25' isn't the working space, 36" is. Also, I understand the code to require the panic bar door if there is 25' or less to the equipment, not all doors within 25'


----------



## wildleg (Apr 12, 2009)

if the door from the electric room is for egress, then the other door is for egress, and the "vestibule" may be construed as a corridor. I can't see the vestibule door not having panic hardware. In fact, I think the doors should align since egress could be under duress. Don't you have a fire marshal who also reviews the plans and that you could consult with on that issue ? Seems to me he might require it. (nfpa 101 ?)


----------



## Pete m. (Nov 19, 2011)

wildleg said:


> if the door from the electric room is for egress, then the other door is for egress, and the "vestibule" may be construed as a corridor. I can't see the vestibule door not having panic hardware. In fact, I think the doors should align since egress could be under duress. Don't you have a fire marshal who also reviews the plans and that you could consult with on that issue ? Seems to me he might require it. (nfpa 101 ?)


The Fire Marshal hasn't been made aware of the issue as of yet (possibly later today). As of right now nothing has been built and no permits have been issued. It's cheaper to change it on paper than in the field.

Pete


----------



## Pete m. (Nov 19, 2011)

LARMGUY said:


> Contact Lori Green. She is a door and hardware building code guru.
> 
> http://idighardware.com/


Is she also proficient in the NEC? The only reason I ask is that I am fairly certain that the building code would not require special hardware for either door.

Pete


----------



## jmsmith (Sep 10, 2011)

Pete-
The way I now read it (even in the handbook), it would look to me that if the door in the vestibule is within 25' of the front face of the equipment, it would still require the panic hardware to be within code. I get this from the door(s) reference. I honestly believe that if the vestibule is serving the equipment room only, that door would require panic hardware also if it within that 25'. That is why I asked if the outer door can be done away with. I have seen equipment rooms done in this fashion, but using the one door to the equipment room only.


----------



## jmsmith (Sep 10, 2011)

Pete m. said:


> The counter argument I expect from the designer would be that there is only one door for the "electrical room" even though you have to go through the vestibule door to get to the electrical room.
> 
> The other argument will be the cost of the hardware for the vestibule door no doubt... seems that cost always trumps safety and common sense.
> 
> Pete


Yes, he could argue that..... But it is door(s). If the wall of that vestibule is within the 25' of equipment, I think the door rules apply or it has to be open without a door.


----------



## Hippie (May 12, 2011)

jmsmith said:


> Pete-
> The way I now read it (even in the handbook), it would look to me that if the door in the vestibule is within 25' of the front face of the equipment, it would still require the panic hardware to be within code. I get this from the door(s) reference. I honestly believe that if the vestibule is serving the equipment room only, that door would require panic hardware also if it within that 25'. That is why I asked if the outer door can be done away with.
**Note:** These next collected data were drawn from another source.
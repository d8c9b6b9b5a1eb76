// src/gui/plot_model.rs
//! PlotModel: traces for one chart, built from canonical data.
//!
//! Purpose:
//! - Filter the source table by the current selection, apply the page's
//!   growth transform and split it into one trace per (subset, region).
//! - Pair every raw-data trace with its fit trace (same color), and on the
//!   totals chart with the predicted trend and its sup/inf band.
//!
//! The chart component only consumes `Figure` and paints it; nothing here
//! touches egui, so it is tested like the rest of the library.

use chrono::NaiveDate;

use crate::analysis::TrendRow;
use crate::config::state::PlotSettings;
use crate::data::{Dataset, RegionKey, Selection, Subset};
use crate::growth::Transform;

/// Plotly's default qualitative palette, so raw data and fit share a color.
pub const PALETTE: [(u8, u8, u8); 10] = [
    (31, 119, 180),
    (255, 127, 14),
    (44, 160, 44),
    (214, 39, 40),
    (148, 103, 189),
    (140, 86, 75),
    (227, 119, 194),
    (127, 127, 127),
    (188, 189, 34),
    (23, 190, 207),
];

pub fn color_cycler(plot_index: usize) -> (u8, u8, u8) {
    PALETTE[plot_index % PALETTE.len()]
}

#[derive(Clone, Copy, Debug, PartialEq, Eq)]
pub enum TraceStyle {
    /// Raw data
    Markers,
    /// Fit
    Line,
    /// Predicted trend (dashed) with an optional band
    Trend,
}

#[derive(Clone, Debug, PartialEq)]
pub struct Trace {
    pub name: String,
    pub style: TraceStyle,
    pub color: (u8, u8, u8),
    pub points: Vec<(NaiveDate, f64)>,
    /// (date, sup, inf); only on trend traces with a band
    pub band: Vec<(NaiveDate, f64, f64)>,
}

#[derive(Clone, Debug, Default, PartialEq)]
pub struct Figure {
    pub title: String,
    pub y_title: String,
    pub log_y: bool,
    pub traces: Vec<Trace>,
}

impl Figure {
    pub fn is_empty(&self) -> bool {
        self.traces.iter().all(|t| t.points.is_empty())
    }

    /// Date range over all traces (bands included).
    pub fn x_range(&self) -> Option<(NaiveDate, NaiveDate)> {
        let dates = self
            .traces
            .iter()
            .flat_map(|t| t.points.iter().map(|p| p.0).chain(t.band.iter().map(|b| b.0)));
        dates.fold(None, |acc, d| match acc {
            None => Some((d, d)),
            Some((lo, hi)) => Some((lo.min(d), hi.max(d))),
        })
    }

    /// Value range over all traces; on a log axis only positive values count.
    pub fn y_range(&self) -> Option<(f64, f64)> {
        let log_y = self.log_y;
        let values = self.traces.iter().flat_map(|t| {
            t.points
                .iter()
                .map(|p| p.1)
                .chain(t.band.iter().flat_map(|b| [b.1, b.2]))
        });
        values
            .filter(|v| v.is_finite() && (!log_y || *v > 0.0))
            .fold(None, |acc, v| match acc {
                None => Some((v, v)),
                Some((lo, hi)) => Some((lo.min(v), hi.max(v))),
            })
    }
}

/// Inputs of one chart besides the data.
pub struct FigureSpec<'a> {
    pub title: &'a str,
    pub y_title: &'a str,
    pub transform: Transform,
    pub subsets: &'a [Subset],
    pub settings: &'a PlotSettings,
}

fn series(data: &Dataset, key: &RegionKey, subset: Subset) -> Vec<(NaiveDate, Option<f64>)> {
    data.region_rows(key).into_iter().map(|r| (r.date, r.get(subset))).collect()
}

/// Build the traces of one chart. `fit` is the fitted plot table of the
/// selected model (untransformed); `trend` is only drawn on the totals chart.
pub fn generate_figure(
    data: &Dataset,
    fit: Option<&Dataset>,
    trend: Option<&[TrendRow]>,
    sel: &Selection<'_>,
    spec: &FigureSpec<'_>,
) -> Figure {
    let mut fig = Figure {
        title: s!(spec.title),
        y_title: s!(spec.y_title),
        log_y: spec.settings.log_plot,
        traces: Vec::new(),
    };
    if sel.is_none() {
        return fig;
    }

    let selected = spec.transform.apply(&data.select(sel));
    let fitted = fit.map(|f| spec.transform.apply(&f.select(sel)));
    let keys = selected.region_keys();

    let mut plot_index = 0;
    for subset in spec.subsets {
        for region in sel.regions {
            for key in keys.iter().filter(|k| k.region == *region) {
                let color = color_cycler(plot_index);
                plot_index += 1;
                let name = format!("{} {}", key.region, subset);

                if !spec.settings.hide_raw_data {
                    let points = series(&selected, key, *subset)
                        .into_iter()
                        .filter_map(|(d, v)| v.map(|v| (d, v)))
                        .collect();
                    fig.traces.push(Trace {
                        name: name.clone(),
                        style: TraceStyle::Markers,
                        color,
                        points,
                        band: Vec::new(),
                    });
                }

                if let Some(fitted) = &fitted {
                    let s = series(fitted, key, *subset);
                    // A fit with holes is a failed fit for this subset.
                    if !s.is_empty() && s.iter().all(|(_, v)| v.is_some()) {
                        fig.traces.push(Trace {
                            name: join!("fit ", &name),
                            style: TraceStyle::Line,
                            color,
                            points: s.into_iter().filter_map(|(d, v)| v.map(|v| (d, v))).collect(),
                            band: Vec::new(),
                        });
                    }
                }

                if let (Transform::Totals, Some(trend)) = (spec.transform, trend) {
                    let rows: Vec<&TrendRow> = trend
                        .iter()
                        .filter(|t| t.subset == *subset && t.region == key.region && t.parent_region == key.parent_region)
                        .collect();
                    if !rows.is_empty() {
                        fig.traces.push(Trace {
                            name: join!("trend ", &name),
                            style: TraceStyle::Trend,
                            color,
                            points: rows.iter().map(|t| (t.date, t.trend)).collect(),
                            band: rows
                                .iter()
                                .filter_map(|t| Some((t.date, t.trend_sup?, t.trend_inf?)))
                                .collect(),
                        });
                    }
                }
            }
        }
    }
    fig
}
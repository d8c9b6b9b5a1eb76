// src/specs/funke.rs
//! Spec for the Funke Interaktiv (Berliner Morgenpost) history file.
//!
//! `history.v4.csv` is one long table with German and English labels:
//! `label, label_en, label_parent, label_parent_en, date, confirmed,
//! recovered, deaths, ...`. Extra columns are ignored.
//!
//! Output:
//! - the German and the English `Dataset` (same rows, different labels),
//!   `still_infectious` derived, sorted;
//! - the translation table `label_parent, label, label_parent_en, label_en`.

use std::collections::HashSet;
use std::io::Read;

use serde::{Deserialize, Serialize};

use super::{parse_count, parse_date};
use crate::aggregate::get_infectious;
use crate::config::consts::GLOBAL;
use crate::data::{Dataset, Record};
use crate::error::Result;

#[derive(Debug, Deserialize)]
struct HistoryRow {
    label: String,
    #[serde(default)]
    label_en: String,
    #[serde(default)]
    label_parent: String,
    #[serde(default)]
    label_parent_en: String,
    date: String,
    #[serde(default)]
    confirmed: String,
    #[serde(default)]
    recovered: String,
    #[serde(default)]
    deaths: String,
}

/// One line of `translation_table.csv`.
#[derive(Clone, Debug, PartialEq, Eq, Hash, Serialize, Deserialize)]
pub struct TranslationEntry {
    pub label_parent: String,
    pub label: String,
    pub label_parent_en: String,
    pub label_en: String,
}

pub struct FunkeData {
    pub de: Dataset,
    pub en: Dataset,
    pub translation: Vec<TranslationEntry>,
}

fn or_global(s: &str) -> String {
    let s = s.trim();
    if s.is_empty() { s!(GLOBAL) } else { s!(s) }
}

pub fn parse_history<R: Read>(rdr: R) -> Result<FunkeData> {
    let mut rdr = ::csv::ReaderBuilder::new().flexible(true).from_reader(rdr);

    let mut de = Vec::new();
    let mut en = Vec::new();
    let mut translation = Vec::new();
    let mut seen: HashSet<TranslationEntry> = HashSet::new();

    for row in rdr.deserialize::<HistoryRow>() {
        let row = row?;
        let date = parse_date(&row.date)?;

        let label_parent = or_global(&row.label_parent);
        let label_parent_en = or_global(&row.label_parent_en);
        let label_en = if row.label_en.trim().is_empty() { row.label.clone() } else { row.label_en.clone() };

        let mut rec = Record::new(date, label_parent.clone(), row.label.clone());
        rec.confirmed = parse_count(&row.confirmed)?;
        rec.recovered = parse_count(&row.recovered)?;
        rec.deaths = parse_count(&row.deaths)?;

        let mut rec_en = rec.clone();
        rec_en.parent_region = label_parent_en.clone();
        rec_en.region = label_en.clone();

        let entry = TranslationEntry { label_parent, label: row.label, label_parent_en, label_en };
        if seen.insert(entry.clone()) {
            translation.push(entry);
        }

        de.push(rec);
        en.push(rec_en);
    }

    let finish = |mut rows: Vec<Record>| {
        get_infectious(&mut rows);
        let mut ds = Dataset::new(rows);
        ds.sort();
        ds
    };

    Ok(FunkeData { de: finish(de), en: finish(en), translation })
}
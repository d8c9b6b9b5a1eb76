// src/cli.rs
use std::collections::BTreeSet;
use std::io::{self, Write};
use std::path::PathBuf;

use clap::{Args, Parser, Subcommand};
use color_eyre::eyre::{eyre, Result};

use crate::analysis::{batch_fit_model, get_fit_data};
use crate::config::consts::DATA_DIR_ENV;
use crate::config::options::{AnalysisOptions, AppOptions, ExportFormat, FitDataKind, ModelKind, Source};
use crate::csv::write_table;
use crate::data::{Dataset, Selection};
use crate::download::make_download;
use crate::file::{resolve_single_out_path, write_download, write_export_single};
use crate::growth::Transform;
use crate::log::{self, LogTarget};
use crate::progress::StderrProgress;
use crate::scrape::get_data;
use crate::store::Store;

/// Fetch COVID-19 case data, derive growth tables and fit trend curves.
#[derive(Parser, Debug)]
#[command(name = "covid19", author, version, about, long_about = None)]
pub struct Cli {
    /// Data directory holding one folder per source
    #[arg(long, global = true, env = DATA_DIR_ENV)]
    data_dir: Option<PathBuf>,

    /// Enable debug logging
    #[arg(short, long, global = true)]
    verbose: bool,

    #[command(subcommand)]
    command: Command,
}

#[derive(Subcommand, Debug)]
enum Command {
    /// Download and normalize source data (all sources when none is given)
    Fetch {
        #[arg(short, long = "source")]
        sources: Vec<String>,
    },
    /// Fit trend models on every region and write the fit artifacts
    Fit {
        #[arg(short, long = "source")]
        sources: Vec<String>,
        /// logistic_curve | exponential_curve (both when none is given)
        #[arg(short, long = "model")]
        models: Vec<String>,
        /// Days to extrapolate past the last observation
        #[arg(long)]
        days: Option<usize>,
        /// Initial sigma of the logistic curve
        #[arg(long)]
        sigma: Option<f64>,
    },
    /// Daily growth or growth rate of a source table
    Growth {
        #[arg(short, long)]
        source: String,
        /// daily | rate
        #[arg(short, long, default_value = "daily")]
        kind: String,
        #[command(flatten)]
        filter: RegionFilter,
        #[command(flatten)]
        out: OutputArgs,
    },
    /// Export the case table of a source
    Export {
        #[arg(short, long)]
        source: String,
        #[command(flatten)]
        filter: RegionFilter,
        #[command(flatten)]
        out: OutputArgs,
    },
    /// List parent regions, or the regions below one parent
    Regions {
        #[arg(short, long)]
        source: String,
        #[arg(short, long)]
        parent: Option<String>,
    },
    /// Print a stored fit artifact (params by default)
    Params {
        #[arg(short, long)]
        source: String,
        #[arg(short, long, default_value = "logistic_curve")]
        model: String,
        /// plot | params | trend
        #[arg(short, long, default_value = "params")]
        kind: String,
        /// Only rows of this region
        #[arg(short, long)]
        region: Option<String>,
        #[command(flatten)]
        out: OutputArgs,
    },
}

#[derive(Args, Debug)]
struct RegionFilter {
    /// Restrict to these parent regions
    #[arg(long = "parent")]
    parents: Vec<String>,
    /// Restrict to these regions
    #[arg(long = "region")]
    regions: Vec<String>,
}

#[derive(Args, Debug)]
struct OutputArgs {
    /// Output file or directory; stdout when omitted
    #[arg(short = 'o', long = "out")]
    out: Option<String>,
    /// csv | tsv
    #[arg(long, default_value = "csv")]
    format: String,
    #[arg(long)]
    no_headers: bool,
}

fn parse_sources(names: &[String]) -> Result<Vec<Source>> {
    if names.is_empty() {
        return Ok(Source::ALL.to_vec());
    }
    Ok(names.iter().map(|n| n.parse()).collect::<crate::Result<_>>()?)
}

fn parse_models(names: &[String]) -> Result<Vec<ModelKind>> {
    if names.is_empty() {
        return Ok(ModelKind::ALL.to_vec());
    }
    Ok(names.iter().map(|n| n.parse()).collect::<crate::Result<_>>()?)
}

fn apply_filter(data: Dataset, filter: &RegionFilter) -> Dataset {
    if filter.parents.is_empty() && filter.regions.is_empty() {
        return data;
    }
    let parents: BTreeSet<String> = if filter.parents.is_empty() {
        data.parent_regions().into_iter().collect()
    } else {
        filter.parents.iter().cloned().collect()
    };
    let regions = if filter.regions.is_empty() { data.regions_in(&parents) } else { filter.regions.clone() };
    data.select(&Selection { parents: &parents, regions: &regions })
}

fn emit(opts: &mut AppOptions, out: &OutputArgs, default_name: &str, headers: &[String], rows: &[Vec<String>]) -> Result<()> {
    let format: ExportFormat = out.format.parse()?;
    opts.export.format = format;
    opts.export.include_headers = !out.no_headers;

    match &out.out {
        None => {
            let headers = opts.export.include_headers.then_some(headers);
            write_table(io::stdout().lock(), headers, rows, format.delim())?;
        }
        Some(o) => {
            let default_file = join!(default_name, ".", format.ext());
            let path = resolve_single_out_path(o, &default_file)?;
            opts.export.set_path(&path.to_string_lossy());
            let written = write_export_single(&opts.export, headers, rows)?;
            eprintln!("Wrote {} rows to {}", rows.len(), written.display());
        }
    }
    Ok(())
}

pub fn run() -> Result<()> {
    let cli = Cli::parse();
    log::init(LogTarget::Stderr, cli.verbose);

    let mut opts = AppOptions::from_env();
    if let Some(dir) = cli.data_dir {
        opts.data_dir = dir;
    }
    let store = Store::from_options(&opts);
    let mut progress = StderrProgress::default();
    logd!("data dir: {}", store.root().display());

    match cli.command {
        Command::Fetch { sources } => {
            let mut sources = parse_sources(&sources)?;
            // One download serves both Funke variants.
            if sources.contains(&Source::FunkeinteraktivDe) {
                sources.retain(|s| *s != Source::FunkeinteraktivEn);
            }
            for source in sources {
                let data = get_data(&store, source, true, &mut progress)?;
                eprintln!("{source}: {} rows, latest {}", data.len(), data.max_date().map(|d| d.to_string()).unwrap_or_default());
            }
        }

        Command::Fit { sources, models, days, sigma } => {
            let sources = parse_sources(&sources)?;
            for model in parse_models(&models)? {
                let mut analysis = AnalysisOptions { model, ..opts.analysis.clone() };
                if let Some(d) = days {
                    analysis.days_to_predict = d;
                }
                if let Some(s) = sigma {
                    analysis.logistic_sigma = s;
                }
                for s in batch_fit_model(&store, &sources, &analysis, &mut progress)? {
                    let how = if s.translated { "translated" } else { "fitted" };
                    eprintln!("{} {model}: {} {how}, {} skipped", s.source, s.fitted, s.failed);
                    for p in &s.paths {
                        eprintln!("  {}", p.display());
                    }
                }
            }
        }

        Command::Growth { source, kind, filter, out } => {
            let source: Source = source.parse()?;
            let transform = match kind.trim() {
                "daily" => Transform::DailyGrowth,
                "rate" => Transform::GrowthRate,
                other => return Err(eyre!("growth kind must be 'daily' or 'rate', got '{other}'")),
            };
            let data = apply_filter(get_data(&store, source, false, &mut progress)?, &filter);
            let (headers, rows) = transform.apply(&data).to_table();
            let name = join!(&kind, "_growth_", source.id());
            emit(&mut opts, &out, &name, &headers, &rows)?;
        }

        Command::Export { source, filter, out } => {
            let source: Source = source.parse()?;
            let data = apply_filter(get_data(&store, source, false, &mut progress)?, &filter);
            let format: ExportFormat = out.format.parse()?;
            let buf = make_download(source, &data, format, !out.no_headers)?;
            match &out.out {
                None => io::stdout().lock().write_all(&buf.bytes)?,
                Some(o) => {
                    let path = resolve_single_out_path(o, &buf.file_name)?;
                    opts.export.set_path(&path.to_string_lossy());
                    let written = write_download(&opts.export, &buf)?;
                    eprintln!("Wrote {} rows to {} ({})", buf.rows, written.display(), buf.mimetype);
                }
            }
        }

        Command::Regions { source, parent } => {
            let source: Source = source.parse()?;
            let data = get_data(&store, source, false, &mut progress)?;
            let names = match parent {
                None => data.parent_regions(),
                Some(p) => data.regions_in(&BTreeSet::from([p])),
            };
            for n in names {
                println!("{n}");
            }
        }

        Command::Params { source, model, kind, region, out } => {
            let source: Source = source.parse()?;
            let model: ModelKind = model.parse()?;
            let kind: FitDataKind = kind.parse()?;
            let (headers, mut rows) = get_fit_data(&store, source, model, kind)?.to_table();
            if let Some(r) = region {
                let col = headers.iter().position(|h| h == "region").unwrap_or(0);
                rows.retain(|row| row.get(col) == Some(&r));
            }
            let name = join!(model.id(), "_model_fit_", kind.file_suffix());
            emit(&mut opts, &out, &name, &headers, &rows)?;
        }
    }
    Ok(())
}
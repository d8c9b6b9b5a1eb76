// src/gui/components/tabs.rs
//
// Renders the top tabs and performs the tab switch itself. Pages derive
// their view from `App` each frame, so switching only moves the index.

use eframe::egui;
use crate::gui::{app::App, router};

pub fn draw(ui: &mut egui::Ui, app: &mut App) {
    ui.horizontal_wrapped(|ui| {
        ui.spacing_mut().item_spacing.x = 8.0;

        let cur = app.current_index();
        for (idx, page) in router::all_pages().iter().enumerate() {
            let selected = idx == cur;
            if ui.selectable_label(selected, page.label()).clicked() && !selected {
                logf!("UI: Tab switch {:?} → {:?}", app.current_page().kind(), page.kind());
                app.set_current_index(idx);
            }
        }
    });
}
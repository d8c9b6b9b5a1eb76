// src/gui/router.rs
use super::pages::{self, Page};

pub static PAGES: &[&'static dyn Page] = &[
    &pages::plot::DATA,
    &pages::plot::DAILY_GROWTH,
    &pages::plot::GROWTH_RATE,
    &pages::fit_params::PAGE,
];

pub fn all_pages() -> &'static [&'static dyn Page] {
    PAGES
}
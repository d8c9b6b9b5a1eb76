// src/gui/components/chart.rs
//
// Paints a `Figure` with the egui painter: axes with date and value ticks,
// markers for raw data, solid lines for fits, dashed lines plus a shaded
// sup/inf band for trends, and a legend in the top-left corner.

use chrono::{Duration, NaiveDate};
use eframe::egui::{self, Align2, Color32, FontId, Pos2, Rect, Sense, Shape, Stroke, StrokeKind, Vec2};

use crate::gui::plot_model::{Figure, Trace, TraceStyle};

const MARGIN_LEFT: f32 = 72.0;
const MARGIN_RIGHT: f32 = 16.0;
const MARGIN_TOP: f32 = 28.0;
const MARGIN_BOTTOM: f32 = 44.0;
const Y_TICKS: usize = 5;
const X_TICKS: i64 = 6;
const LEGEND_MAX: usize = 12;

/// Data space → screen space.
struct Axes {
    plot: Rect,
    x0: NaiveDate,
    x_span: f64,
    y_lo: f64,
    y_hi: f64,
    log_y: bool,
}

impl Axes {
    fn new(plot: Rect, fig: &Figure) -> Option<Self> {
        let (x0, x1) = fig.x_range()?;
        let (lo, hi) = fig.y_range()?;
        let (mut y_lo, mut y_hi) = if fig.log_y { (lo.log10(), hi.log10()) } else { (lo, hi) };
        if (y_hi - y_lo).abs() < f64::EPSILON {
            y_lo -= 1.0;
            y_hi += 1.0;
        }
        let pad = (y_hi - y_lo) * 0.05;
        let x_span = ((x1 - x0).num_days() as f64).max(1.0);
        Some(Self { plot, x0, x_span, y_lo: y_lo - pad, y_hi: y_hi + pad, log_y: fig.log_y })
    }

    fn x(&self, d: NaiveDate) -> f32 {
        let t = (d - self.x0).num_days() as f64 / self.x_span;
        self.plot.left() + (t as f32) * self.plot.width()
    }

    /// `None` for values a log axis cannot show.
    fn y(&self, v: f64) -> Option<f32> {
        let v = if self.log_y {
            if v <= 0.0 {
                return None;
            }
            v.log10()
        } else {
            v
        };
        if !v.is_finite() {
            return None;
        }
        let t = (v - self.y_lo) / (self.y_hi - self.y_lo);
        Some(self.plot.bottom() - (t as f32) * self.plot.height())
    }

    fn pos(&self, d: NaiveDate, v: f64) -> Option<Pos2> {
        Some(Pos2::new(self.x(d), self.y(v)?))
    }
}

fn color(t: &Trace) -> Color32 {
    let (r, g, b) = t.color;
    Color32::from_rgb(r, g, b)
}

/// Compact tick label: 1234567 → 1.23M
fn format_tick(v: f64) -> String {
    let a = v.abs();
    if a >= 1e9 {
        format!("{:.2}G", v / 1e9)
    } else if a >= 1e6 {
        format!("{:.2}M", v / 1e6)
    } else if a >= 1e4 {
        format!("{:.1}k", v / 1e3)
    } else if a >= 10.0 || a == 0.0 {
        format!("{v:.0}")
    } else {
        format!("{v:.2}")
    }
}

pub fn draw(ui: &mut egui::Ui, fig: &Figure, height: f32) {
    let size = Vec2::new(ui.available_width(), height.max(160.0));
    let (rect, response) = ui.allocate_exact_size(size, Sense::hover());
    let painter = ui.painter_at(rect);
    let visuals = ui.visuals().clone();
    let text = visuals.text_color();
    let weak = visuals.weak_text_color();
    let small = FontId::proportional(11.0);

    painter.text(
        Pos2::new(rect.center().x, rect.top() + 4.0),
        Align2::CENTER_TOP,
        &fig.title,
        FontId::proportional(15.0),
        text,
    );

    let plot = Rect::from_min_max(
        Pos2::new(rect.left() + MARGIN_LEFT, rect.top() + MARGIN_TOP),
        Pos2::new(rect.right() - MARGIN_RIGHT, rect.bottom() - MARGIN_BOTTOM),
    );
    painter.rect_stroke(plot, 0.0, Stroke::new(1.0, weak), StrokeKind::Inside);

    let Some(axes) = (!fig.is_empty()).then(|| Axes::new(plot, fig)).flatten() else {
        painter.text(plot.center(), Align2::CENTER_CENTER, "No data in selection", FontId::proportional(14.0), weak);
        return;
    };

    // --- grid + ticks ---
    let grid = Stroke::new(0.5, weak.gamma_multiply(0.4));
    for i in 0..=Y_TICKS {
        let t = i as f64 / Y_TICKS as f64;
        let v = axes.y_lo + t * (axes.y_hi - axes.y_lo);
        let y = plot.bottom() - (t as f32) * plot.height();
        painter.line_segment([Pos2::new(plot.left(), y), Pos2::new(plot.right(), y)], grid);
        let label = if axes.log_y { format_tick(10f64.powf(v)) } else { format_tick(v) };
        painter.text(Pos2::new(plot.left() - 6.0, y), Align2::RIGHT_CENTER, label, small.clone(), weak);
    }
    let span_days = axes.x_span as i64;
    for i in 0..=X_TICKS {
        let d = axes.x0 + Duration::days(span_days * i / X_TICKS);
        let x = axes.x(d);
        painter.line_segment([Pos2::new(x, plot.top()), Pos2::new(x, plot.bottom())], grid);
        painter.text(
            Pos2::new(x, plot.bottom() + 4.0),
            Align2::CENTER_TOP,
            d.format("%Y-%m-%d").to_string(),
            small.clone(),
            weak,
        );
    }
    painter.text(
        Pos2::new(plot.center().x, rect.bottom() - 4.0),
        Align2::CENTER_BOTTOM,
        "date",
        small.clone(),
        text,
    );
    painter.text(
        Pos2::new(rect.left() + 4.0, plot.top() - 4.0),
        Align2::LEFT_BOTTOM,
        &fig.y_title,
        small.clone(),
        text,
    );

    // --- bands first, so lines stay on top ---
    for trace in fig.traces.iter().filter(|t| !t.band.is_empty()) {
        let fill = color(trace).gamma_multiply(0.2);
        for w in trace.band.windows(2) {
            let (d0, sup0, inf0) = w[0];
            let (d1, sup1, inf1) = w[1];
            let quad = [axes.pos(d0, sup0), axes.pos(d1, sup1), axes.pos(d1, inf1), axes.pos(d0, inf0)];
            if let [Some(a), Some(b), Some(c), Some(d)] = quad {
                painter.add(Shape::convex_polygon(vec![a, b, c, d], fill, Stroke::NONE));
            }
        }
    }

    // --- traces ---
    for trace in &fig.traces {
        let c = color(trace);
        let pts: Vec<Pos2> = trace.points.iter().filter_map(|(d, v)| axes.pos(*d, *v)).collect();
        match trace.style {
            TraceStyle::Markers => {
                for p in pts {
                    painter.circle_filled(p, 2.5, c);
                }
            }
            TraceStyle::Line => {
                if pts.len() > 1 {
                    painter.add(Shape::line(pts, Stroke::new(1.8, c)));
                }
            }
            TraceStyle::Trend => {
                if pts.len() > 1 {
                    painter.extend(Shape::dashed_line(&pts, Stroke::new(1.8, c), 6.0, 4.0));
                }
            }
        }
    }

    // --- legend ---
    let mut y = plot.top() + 6.0;
    for trace in fig.traces.iter().take(LEGEND_MAX) {
        let c = color(trace);
        let swatch = Rect::from_min_size(Pos2::new(plot.left() + 8.0, y + 2.0), Vec2::new(10.0, 8.0));
        painter.rect_filled(swatch, 1.0, c);
        painter.text(Pos2::new(swatch.right() + 5.0, y), Align2::LEFT_TOP, &trace.name, small.clone(), text);
        y += 14.0;
    }
    if fig.traces.len() > LEGEND_MAX {
        let more = format!("… {} more", fig.traces.len() - LEGEND_MAX);
        painter.text(Pos2::new(plot.left() + 8.0, y), Align2::LEFT_TOP, more, small.clone(), weak);
    }

    // --- hover readout: nearest point within a few pixels ---
    if let Some(hover) = response.hover_pos().filter(|p| plot.contains(*p)) {
        let nearest = fig
            .traces
            .iter()
            .flat_map(|t| t.points.iter().map(move |(d, v)| (t, *d, *v)))
            .filter_map(|(t, d, v)| Some((t, d, v, axes.pos(d, v)?.distance(hover))))
            .filter(|(.., dist)| *dist < 8.0)
            .min_by(|a, b| a.3.total_cmp(&b.3));
        if let Some((t, d, v, _)) = nearest {
            let label = format!("{}\n{d}: {v:.2}", t.name);
            painter.text(hover + Vec2::new(10.0, -10.0), Align2::LEFT_BOTTOM, label, small, text);
        }
    }
}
I have seen equipment rooms done in this fashion, but using the one door to the equipment room only.


I interpreted the doors as being multiple doors leading out of the room within 25' one at either end for example


----------



## jmsmith (Sep 10, 2011)

Hippie said:


> I interpreted the doors as being multiple doors leading out of the room within 25' one at either end for example


I understand the view of door(s) being multiple exits, but in the configuration that Pete has drawn out, you would still be talking door(s). The last door is inside the distance by NEC standard.
Just imagine it as if that first wall and door wasn't there.... Then the door entering the vestibule would definitely require the panic hardware because it would still be inside the 25' distance.


----------



## Hippie (May 12, 2011)

jmsmith said:


> I understand the view of door(s) being multiple exits, but in the configuration that Pete has drawn out, you would still be talking door(s). The last door is inside the distance by NEC standard.
> Just imagine it as if that first wall and door wasn't there.... Then the door entering the vestibule would definitely require the panic hardware because it would still be inside the 25' distance.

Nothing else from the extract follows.